(WHAT NEEDS TO BE DONE):
All lines holding the word "plus" in the listing below need to be copied.
Segment Open
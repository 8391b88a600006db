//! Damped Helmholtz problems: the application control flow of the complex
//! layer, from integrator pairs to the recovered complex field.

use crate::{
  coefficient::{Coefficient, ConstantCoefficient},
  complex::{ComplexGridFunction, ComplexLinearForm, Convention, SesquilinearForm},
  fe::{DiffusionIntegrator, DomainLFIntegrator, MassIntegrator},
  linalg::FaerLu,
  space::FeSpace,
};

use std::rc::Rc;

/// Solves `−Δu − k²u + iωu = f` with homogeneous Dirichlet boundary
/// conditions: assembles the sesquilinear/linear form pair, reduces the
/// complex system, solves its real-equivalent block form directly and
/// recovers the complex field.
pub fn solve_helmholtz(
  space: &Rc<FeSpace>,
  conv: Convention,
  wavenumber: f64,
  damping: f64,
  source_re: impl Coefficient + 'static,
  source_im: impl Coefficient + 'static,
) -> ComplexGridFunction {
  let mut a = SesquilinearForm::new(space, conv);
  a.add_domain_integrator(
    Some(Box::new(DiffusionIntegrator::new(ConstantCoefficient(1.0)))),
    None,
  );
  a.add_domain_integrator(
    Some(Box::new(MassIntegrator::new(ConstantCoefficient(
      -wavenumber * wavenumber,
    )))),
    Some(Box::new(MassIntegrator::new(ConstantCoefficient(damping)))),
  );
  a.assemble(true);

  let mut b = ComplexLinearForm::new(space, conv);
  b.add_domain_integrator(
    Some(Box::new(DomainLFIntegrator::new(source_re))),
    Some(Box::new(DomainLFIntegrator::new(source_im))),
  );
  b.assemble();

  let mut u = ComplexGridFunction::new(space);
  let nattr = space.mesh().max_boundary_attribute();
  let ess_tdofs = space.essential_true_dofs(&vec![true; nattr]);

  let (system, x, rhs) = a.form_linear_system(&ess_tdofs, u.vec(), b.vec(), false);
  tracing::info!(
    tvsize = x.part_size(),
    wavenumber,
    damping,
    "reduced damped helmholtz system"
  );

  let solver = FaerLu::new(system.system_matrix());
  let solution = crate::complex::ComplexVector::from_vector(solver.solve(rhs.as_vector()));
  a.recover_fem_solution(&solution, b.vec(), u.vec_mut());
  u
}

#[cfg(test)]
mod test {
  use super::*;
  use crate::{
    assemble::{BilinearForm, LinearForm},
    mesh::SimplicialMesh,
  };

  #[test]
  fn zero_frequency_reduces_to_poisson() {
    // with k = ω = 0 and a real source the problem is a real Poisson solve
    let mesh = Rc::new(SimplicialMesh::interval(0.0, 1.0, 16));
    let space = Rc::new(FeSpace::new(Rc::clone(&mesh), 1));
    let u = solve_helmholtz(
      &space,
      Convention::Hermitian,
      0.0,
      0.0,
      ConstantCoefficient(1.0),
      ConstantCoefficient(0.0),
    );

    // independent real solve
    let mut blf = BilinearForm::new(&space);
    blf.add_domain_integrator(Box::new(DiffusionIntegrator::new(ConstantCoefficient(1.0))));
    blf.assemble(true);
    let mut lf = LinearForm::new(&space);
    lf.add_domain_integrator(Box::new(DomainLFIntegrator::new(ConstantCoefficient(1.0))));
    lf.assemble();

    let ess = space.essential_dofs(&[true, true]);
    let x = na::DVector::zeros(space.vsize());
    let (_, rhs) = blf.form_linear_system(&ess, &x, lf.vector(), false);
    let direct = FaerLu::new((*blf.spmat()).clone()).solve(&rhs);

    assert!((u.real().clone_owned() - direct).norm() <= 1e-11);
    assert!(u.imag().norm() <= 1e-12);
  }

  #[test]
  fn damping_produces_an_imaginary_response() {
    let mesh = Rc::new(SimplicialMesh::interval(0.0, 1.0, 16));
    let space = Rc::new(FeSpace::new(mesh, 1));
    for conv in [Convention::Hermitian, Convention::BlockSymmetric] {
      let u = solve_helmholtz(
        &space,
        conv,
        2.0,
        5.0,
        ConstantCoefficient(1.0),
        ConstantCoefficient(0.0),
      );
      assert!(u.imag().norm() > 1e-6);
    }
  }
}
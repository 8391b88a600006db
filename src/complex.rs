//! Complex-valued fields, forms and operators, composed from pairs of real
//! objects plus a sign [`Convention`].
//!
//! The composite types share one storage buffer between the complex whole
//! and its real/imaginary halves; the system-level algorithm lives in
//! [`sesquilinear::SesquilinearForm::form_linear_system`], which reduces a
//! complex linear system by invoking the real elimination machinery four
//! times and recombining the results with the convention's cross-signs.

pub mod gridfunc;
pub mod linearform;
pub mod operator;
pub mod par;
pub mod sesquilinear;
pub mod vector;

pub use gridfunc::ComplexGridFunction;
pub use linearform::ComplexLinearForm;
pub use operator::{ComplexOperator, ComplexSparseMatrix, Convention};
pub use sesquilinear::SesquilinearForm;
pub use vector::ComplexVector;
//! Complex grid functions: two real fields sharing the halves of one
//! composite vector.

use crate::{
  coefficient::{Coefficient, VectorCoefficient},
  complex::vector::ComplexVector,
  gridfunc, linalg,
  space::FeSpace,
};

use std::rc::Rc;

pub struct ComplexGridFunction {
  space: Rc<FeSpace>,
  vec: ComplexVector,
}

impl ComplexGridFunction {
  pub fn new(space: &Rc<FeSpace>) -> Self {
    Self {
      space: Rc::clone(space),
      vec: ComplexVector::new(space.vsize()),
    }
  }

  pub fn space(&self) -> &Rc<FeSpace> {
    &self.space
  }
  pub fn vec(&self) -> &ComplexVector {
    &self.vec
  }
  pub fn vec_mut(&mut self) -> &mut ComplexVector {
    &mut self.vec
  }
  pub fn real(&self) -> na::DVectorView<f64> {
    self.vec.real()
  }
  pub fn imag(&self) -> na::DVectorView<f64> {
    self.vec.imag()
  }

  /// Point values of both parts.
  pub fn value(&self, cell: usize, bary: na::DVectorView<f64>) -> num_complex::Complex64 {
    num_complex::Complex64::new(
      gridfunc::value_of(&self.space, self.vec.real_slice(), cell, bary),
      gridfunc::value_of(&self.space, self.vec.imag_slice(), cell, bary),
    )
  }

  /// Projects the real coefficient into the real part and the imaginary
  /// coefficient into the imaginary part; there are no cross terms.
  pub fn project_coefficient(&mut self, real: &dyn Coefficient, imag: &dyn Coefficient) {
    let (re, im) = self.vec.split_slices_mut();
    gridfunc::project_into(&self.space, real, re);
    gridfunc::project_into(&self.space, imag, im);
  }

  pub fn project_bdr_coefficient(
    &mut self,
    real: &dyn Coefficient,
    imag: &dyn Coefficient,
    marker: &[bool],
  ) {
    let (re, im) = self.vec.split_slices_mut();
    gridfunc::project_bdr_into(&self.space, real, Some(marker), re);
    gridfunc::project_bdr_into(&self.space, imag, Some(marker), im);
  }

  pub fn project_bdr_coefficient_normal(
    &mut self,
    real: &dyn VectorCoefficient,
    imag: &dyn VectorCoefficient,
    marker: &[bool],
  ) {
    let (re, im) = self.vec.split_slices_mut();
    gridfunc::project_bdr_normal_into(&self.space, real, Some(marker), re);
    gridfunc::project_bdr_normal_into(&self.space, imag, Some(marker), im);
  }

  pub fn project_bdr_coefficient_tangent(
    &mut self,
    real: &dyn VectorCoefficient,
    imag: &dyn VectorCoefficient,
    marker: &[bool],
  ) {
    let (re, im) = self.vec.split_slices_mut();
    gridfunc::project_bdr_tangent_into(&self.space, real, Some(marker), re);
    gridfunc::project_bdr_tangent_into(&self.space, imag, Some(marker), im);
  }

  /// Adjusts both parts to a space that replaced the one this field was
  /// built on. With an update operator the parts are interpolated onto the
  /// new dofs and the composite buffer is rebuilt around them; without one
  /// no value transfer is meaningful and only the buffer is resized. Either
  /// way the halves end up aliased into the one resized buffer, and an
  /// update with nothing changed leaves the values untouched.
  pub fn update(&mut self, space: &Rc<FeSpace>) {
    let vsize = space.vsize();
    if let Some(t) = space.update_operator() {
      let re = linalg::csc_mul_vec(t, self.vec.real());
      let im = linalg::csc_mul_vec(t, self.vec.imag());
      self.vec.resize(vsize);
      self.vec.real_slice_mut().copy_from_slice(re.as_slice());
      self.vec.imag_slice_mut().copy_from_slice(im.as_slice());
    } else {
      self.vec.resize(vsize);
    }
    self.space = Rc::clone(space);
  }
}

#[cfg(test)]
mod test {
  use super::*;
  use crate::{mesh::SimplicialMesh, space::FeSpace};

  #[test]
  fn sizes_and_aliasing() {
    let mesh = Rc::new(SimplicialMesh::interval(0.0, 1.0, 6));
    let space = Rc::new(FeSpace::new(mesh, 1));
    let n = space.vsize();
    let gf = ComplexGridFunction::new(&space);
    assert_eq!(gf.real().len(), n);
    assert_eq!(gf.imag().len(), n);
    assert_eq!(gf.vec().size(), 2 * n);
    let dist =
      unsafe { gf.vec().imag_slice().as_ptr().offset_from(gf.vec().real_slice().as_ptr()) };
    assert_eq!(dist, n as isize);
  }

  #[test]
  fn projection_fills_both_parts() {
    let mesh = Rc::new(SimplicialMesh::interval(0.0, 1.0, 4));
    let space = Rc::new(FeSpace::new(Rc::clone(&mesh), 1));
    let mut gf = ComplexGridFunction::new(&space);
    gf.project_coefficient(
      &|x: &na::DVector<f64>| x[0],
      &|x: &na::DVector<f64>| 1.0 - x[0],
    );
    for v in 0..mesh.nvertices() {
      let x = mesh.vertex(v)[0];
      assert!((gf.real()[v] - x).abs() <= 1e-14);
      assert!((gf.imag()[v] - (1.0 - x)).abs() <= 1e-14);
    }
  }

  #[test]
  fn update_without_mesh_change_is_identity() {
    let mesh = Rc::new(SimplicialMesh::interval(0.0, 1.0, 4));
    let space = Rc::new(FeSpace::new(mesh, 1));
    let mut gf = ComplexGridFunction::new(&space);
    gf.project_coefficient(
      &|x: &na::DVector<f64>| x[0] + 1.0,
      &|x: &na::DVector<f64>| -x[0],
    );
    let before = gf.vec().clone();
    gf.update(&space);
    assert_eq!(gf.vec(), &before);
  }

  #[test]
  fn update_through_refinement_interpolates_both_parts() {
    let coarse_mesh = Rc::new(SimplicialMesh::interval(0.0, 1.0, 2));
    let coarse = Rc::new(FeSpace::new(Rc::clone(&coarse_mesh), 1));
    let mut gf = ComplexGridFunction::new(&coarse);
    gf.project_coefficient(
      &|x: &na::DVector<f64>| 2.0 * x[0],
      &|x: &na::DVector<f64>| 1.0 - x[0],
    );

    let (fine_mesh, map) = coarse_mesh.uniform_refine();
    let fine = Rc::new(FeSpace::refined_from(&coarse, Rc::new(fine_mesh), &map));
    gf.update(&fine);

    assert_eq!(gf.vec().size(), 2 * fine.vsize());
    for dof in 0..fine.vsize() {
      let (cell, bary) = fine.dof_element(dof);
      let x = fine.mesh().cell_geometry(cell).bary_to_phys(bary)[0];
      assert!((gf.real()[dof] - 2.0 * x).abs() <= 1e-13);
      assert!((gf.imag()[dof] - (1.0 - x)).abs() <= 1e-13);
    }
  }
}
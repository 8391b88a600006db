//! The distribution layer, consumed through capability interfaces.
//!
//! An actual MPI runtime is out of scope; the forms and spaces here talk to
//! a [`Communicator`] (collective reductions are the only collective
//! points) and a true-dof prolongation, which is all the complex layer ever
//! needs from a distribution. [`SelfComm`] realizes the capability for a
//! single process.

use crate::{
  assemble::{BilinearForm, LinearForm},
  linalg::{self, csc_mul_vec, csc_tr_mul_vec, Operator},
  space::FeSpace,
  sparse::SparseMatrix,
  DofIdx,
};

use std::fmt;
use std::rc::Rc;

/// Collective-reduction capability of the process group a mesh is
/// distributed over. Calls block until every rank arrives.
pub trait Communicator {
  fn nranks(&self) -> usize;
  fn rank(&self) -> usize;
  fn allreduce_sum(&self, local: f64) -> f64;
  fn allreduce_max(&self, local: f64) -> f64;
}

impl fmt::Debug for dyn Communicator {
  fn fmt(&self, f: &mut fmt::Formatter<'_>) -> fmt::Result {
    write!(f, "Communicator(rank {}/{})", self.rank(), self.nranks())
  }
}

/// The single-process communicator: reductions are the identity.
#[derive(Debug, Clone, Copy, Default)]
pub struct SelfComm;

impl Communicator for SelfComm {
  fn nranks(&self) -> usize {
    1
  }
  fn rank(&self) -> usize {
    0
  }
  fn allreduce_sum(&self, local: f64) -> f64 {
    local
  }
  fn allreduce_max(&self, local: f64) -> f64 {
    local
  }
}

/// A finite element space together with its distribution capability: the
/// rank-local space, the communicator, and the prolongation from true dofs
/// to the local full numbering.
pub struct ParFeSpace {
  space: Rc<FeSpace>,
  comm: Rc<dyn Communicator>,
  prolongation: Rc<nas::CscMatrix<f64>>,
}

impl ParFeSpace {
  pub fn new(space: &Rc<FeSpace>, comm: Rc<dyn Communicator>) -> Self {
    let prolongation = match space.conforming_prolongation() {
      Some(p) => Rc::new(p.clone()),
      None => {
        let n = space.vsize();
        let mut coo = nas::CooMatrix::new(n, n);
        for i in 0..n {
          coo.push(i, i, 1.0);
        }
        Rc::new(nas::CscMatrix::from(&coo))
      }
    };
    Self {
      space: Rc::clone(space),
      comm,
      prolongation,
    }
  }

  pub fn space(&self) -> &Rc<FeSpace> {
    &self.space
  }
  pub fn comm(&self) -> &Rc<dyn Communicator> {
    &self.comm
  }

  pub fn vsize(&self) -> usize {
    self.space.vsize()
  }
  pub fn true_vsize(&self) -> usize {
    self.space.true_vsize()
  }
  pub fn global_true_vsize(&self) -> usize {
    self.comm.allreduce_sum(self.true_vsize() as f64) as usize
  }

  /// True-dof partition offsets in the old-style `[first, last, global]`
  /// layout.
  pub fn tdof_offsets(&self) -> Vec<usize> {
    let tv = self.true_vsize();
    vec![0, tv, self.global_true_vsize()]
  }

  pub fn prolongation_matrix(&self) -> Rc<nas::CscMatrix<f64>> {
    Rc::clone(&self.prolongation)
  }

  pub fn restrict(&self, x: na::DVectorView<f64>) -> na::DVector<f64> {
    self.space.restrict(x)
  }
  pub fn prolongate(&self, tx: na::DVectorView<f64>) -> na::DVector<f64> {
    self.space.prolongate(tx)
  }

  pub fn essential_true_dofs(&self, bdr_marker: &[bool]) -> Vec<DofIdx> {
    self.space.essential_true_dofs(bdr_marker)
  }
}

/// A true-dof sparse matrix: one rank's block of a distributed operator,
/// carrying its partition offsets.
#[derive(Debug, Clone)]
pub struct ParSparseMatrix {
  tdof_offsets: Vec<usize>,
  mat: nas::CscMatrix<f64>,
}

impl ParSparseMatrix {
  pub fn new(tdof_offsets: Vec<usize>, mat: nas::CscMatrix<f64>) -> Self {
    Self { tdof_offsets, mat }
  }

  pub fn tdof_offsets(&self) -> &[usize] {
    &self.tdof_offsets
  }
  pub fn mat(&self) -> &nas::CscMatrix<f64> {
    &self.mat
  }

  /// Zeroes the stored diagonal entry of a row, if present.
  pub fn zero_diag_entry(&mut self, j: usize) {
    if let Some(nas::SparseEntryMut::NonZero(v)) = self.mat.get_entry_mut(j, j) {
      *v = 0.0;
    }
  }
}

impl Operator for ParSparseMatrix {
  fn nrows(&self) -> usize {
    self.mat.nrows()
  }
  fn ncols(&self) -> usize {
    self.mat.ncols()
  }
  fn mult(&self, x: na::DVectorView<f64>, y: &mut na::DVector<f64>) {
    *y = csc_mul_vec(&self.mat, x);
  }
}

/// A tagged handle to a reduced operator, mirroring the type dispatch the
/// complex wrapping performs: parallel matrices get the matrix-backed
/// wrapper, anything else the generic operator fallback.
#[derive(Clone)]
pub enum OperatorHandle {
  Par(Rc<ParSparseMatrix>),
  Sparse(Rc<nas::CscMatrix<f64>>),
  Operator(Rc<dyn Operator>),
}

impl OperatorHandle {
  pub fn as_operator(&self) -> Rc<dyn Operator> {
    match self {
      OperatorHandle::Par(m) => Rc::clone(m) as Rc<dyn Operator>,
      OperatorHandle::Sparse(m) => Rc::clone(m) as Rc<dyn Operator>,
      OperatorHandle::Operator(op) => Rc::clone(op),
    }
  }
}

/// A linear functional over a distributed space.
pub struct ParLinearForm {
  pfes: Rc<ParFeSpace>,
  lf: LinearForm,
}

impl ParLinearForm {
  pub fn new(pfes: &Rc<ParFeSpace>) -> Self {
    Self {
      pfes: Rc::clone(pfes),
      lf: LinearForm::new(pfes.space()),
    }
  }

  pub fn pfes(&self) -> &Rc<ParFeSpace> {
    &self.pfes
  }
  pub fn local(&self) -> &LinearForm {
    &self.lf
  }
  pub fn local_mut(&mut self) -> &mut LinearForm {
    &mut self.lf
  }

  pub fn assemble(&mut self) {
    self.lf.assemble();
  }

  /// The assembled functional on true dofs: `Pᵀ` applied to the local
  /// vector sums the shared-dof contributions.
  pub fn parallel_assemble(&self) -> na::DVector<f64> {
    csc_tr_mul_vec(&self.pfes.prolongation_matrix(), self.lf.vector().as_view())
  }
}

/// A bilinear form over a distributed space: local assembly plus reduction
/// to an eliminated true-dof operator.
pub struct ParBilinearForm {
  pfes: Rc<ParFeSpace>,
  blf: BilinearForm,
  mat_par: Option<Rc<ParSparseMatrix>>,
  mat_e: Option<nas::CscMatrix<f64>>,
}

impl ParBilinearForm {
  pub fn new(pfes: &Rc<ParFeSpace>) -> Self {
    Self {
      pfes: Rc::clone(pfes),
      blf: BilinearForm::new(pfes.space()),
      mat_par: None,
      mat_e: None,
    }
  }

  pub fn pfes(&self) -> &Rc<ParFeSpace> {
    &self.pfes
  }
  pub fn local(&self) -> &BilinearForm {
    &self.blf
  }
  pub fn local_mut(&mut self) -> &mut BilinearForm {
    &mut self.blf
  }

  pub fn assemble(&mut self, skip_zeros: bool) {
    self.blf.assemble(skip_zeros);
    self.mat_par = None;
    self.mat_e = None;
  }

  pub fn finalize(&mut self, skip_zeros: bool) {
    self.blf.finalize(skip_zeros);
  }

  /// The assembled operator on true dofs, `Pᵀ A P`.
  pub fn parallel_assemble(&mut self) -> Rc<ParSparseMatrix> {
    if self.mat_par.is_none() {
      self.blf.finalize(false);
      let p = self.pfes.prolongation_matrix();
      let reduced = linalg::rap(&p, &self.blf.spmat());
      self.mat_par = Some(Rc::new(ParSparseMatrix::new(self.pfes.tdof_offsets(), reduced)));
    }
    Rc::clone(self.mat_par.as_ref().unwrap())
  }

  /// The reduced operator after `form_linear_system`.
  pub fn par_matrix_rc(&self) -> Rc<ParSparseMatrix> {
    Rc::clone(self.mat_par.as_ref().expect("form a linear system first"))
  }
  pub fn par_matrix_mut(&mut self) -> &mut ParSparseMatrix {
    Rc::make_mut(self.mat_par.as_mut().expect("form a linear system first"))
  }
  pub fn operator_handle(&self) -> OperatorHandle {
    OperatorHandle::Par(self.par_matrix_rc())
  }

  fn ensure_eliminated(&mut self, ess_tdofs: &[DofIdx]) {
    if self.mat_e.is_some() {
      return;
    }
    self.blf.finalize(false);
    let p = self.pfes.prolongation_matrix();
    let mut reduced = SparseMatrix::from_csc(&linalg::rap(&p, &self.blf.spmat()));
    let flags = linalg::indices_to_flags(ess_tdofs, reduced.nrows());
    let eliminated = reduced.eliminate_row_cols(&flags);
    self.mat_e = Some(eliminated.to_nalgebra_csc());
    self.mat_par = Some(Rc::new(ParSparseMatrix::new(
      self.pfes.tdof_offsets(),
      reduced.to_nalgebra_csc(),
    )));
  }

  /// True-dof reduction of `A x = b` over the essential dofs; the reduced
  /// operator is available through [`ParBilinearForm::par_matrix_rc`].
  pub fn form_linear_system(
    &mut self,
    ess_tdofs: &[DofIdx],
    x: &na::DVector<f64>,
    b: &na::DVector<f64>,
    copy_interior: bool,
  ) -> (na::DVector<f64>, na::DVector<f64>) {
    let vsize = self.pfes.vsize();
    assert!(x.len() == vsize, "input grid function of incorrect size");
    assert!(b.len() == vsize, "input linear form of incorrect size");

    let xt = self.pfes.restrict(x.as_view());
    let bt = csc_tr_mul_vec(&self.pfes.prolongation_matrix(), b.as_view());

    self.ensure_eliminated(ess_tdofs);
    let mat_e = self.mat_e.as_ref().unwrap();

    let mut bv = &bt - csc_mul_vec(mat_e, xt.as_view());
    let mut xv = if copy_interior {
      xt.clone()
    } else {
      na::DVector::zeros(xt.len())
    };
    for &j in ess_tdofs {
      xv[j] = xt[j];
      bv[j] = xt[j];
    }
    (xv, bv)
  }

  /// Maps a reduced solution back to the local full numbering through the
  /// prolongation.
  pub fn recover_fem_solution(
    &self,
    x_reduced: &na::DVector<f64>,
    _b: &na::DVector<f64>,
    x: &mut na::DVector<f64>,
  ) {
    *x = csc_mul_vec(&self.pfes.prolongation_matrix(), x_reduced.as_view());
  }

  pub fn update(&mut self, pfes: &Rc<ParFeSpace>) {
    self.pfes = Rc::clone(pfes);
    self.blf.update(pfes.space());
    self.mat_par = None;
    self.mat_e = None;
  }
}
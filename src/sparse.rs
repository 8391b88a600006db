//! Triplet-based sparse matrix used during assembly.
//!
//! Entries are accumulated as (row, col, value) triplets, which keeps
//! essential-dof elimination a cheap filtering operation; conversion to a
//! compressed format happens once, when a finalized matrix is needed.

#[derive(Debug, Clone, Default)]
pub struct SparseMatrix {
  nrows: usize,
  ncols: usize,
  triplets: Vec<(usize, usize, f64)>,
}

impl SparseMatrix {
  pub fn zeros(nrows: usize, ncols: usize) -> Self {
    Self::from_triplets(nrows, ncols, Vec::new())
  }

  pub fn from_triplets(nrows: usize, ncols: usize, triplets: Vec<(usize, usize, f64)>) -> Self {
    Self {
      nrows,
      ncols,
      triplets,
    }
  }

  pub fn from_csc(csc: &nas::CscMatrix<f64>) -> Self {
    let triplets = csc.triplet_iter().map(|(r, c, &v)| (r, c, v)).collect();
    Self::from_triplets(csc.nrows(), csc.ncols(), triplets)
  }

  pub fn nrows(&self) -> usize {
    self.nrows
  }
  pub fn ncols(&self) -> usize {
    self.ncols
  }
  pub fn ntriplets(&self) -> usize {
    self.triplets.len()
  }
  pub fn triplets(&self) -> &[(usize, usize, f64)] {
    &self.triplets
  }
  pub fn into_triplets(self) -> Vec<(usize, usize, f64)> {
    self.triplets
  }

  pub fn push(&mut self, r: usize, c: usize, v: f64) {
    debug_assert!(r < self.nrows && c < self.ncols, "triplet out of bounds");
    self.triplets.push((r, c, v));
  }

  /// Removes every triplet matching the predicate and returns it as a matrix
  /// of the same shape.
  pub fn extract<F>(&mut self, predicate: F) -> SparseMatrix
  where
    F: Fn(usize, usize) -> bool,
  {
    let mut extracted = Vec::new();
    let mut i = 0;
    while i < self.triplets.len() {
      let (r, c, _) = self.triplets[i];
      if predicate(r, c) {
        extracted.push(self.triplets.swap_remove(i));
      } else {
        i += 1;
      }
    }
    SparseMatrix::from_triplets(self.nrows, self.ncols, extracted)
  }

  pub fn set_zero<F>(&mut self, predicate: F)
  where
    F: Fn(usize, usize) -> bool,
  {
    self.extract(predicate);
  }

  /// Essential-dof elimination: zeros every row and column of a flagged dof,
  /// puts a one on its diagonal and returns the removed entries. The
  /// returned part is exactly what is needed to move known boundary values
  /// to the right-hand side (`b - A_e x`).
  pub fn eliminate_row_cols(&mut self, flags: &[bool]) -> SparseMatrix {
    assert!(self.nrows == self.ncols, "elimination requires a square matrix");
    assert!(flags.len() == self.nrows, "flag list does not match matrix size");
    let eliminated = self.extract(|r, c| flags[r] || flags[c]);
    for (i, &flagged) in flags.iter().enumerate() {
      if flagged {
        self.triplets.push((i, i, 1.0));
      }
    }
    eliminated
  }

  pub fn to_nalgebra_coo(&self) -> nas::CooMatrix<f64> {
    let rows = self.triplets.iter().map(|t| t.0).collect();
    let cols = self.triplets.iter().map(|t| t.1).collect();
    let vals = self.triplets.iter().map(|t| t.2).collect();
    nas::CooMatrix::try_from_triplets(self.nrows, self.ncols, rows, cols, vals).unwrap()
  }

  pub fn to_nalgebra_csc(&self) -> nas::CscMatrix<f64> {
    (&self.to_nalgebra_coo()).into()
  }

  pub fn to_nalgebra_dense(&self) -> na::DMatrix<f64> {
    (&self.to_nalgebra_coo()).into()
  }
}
Segment Closed
(YOUR SOLUTION):
//! objects plus a sign [`Convention`].
/// A bilinear form over a distributed space: local assembly plus reduction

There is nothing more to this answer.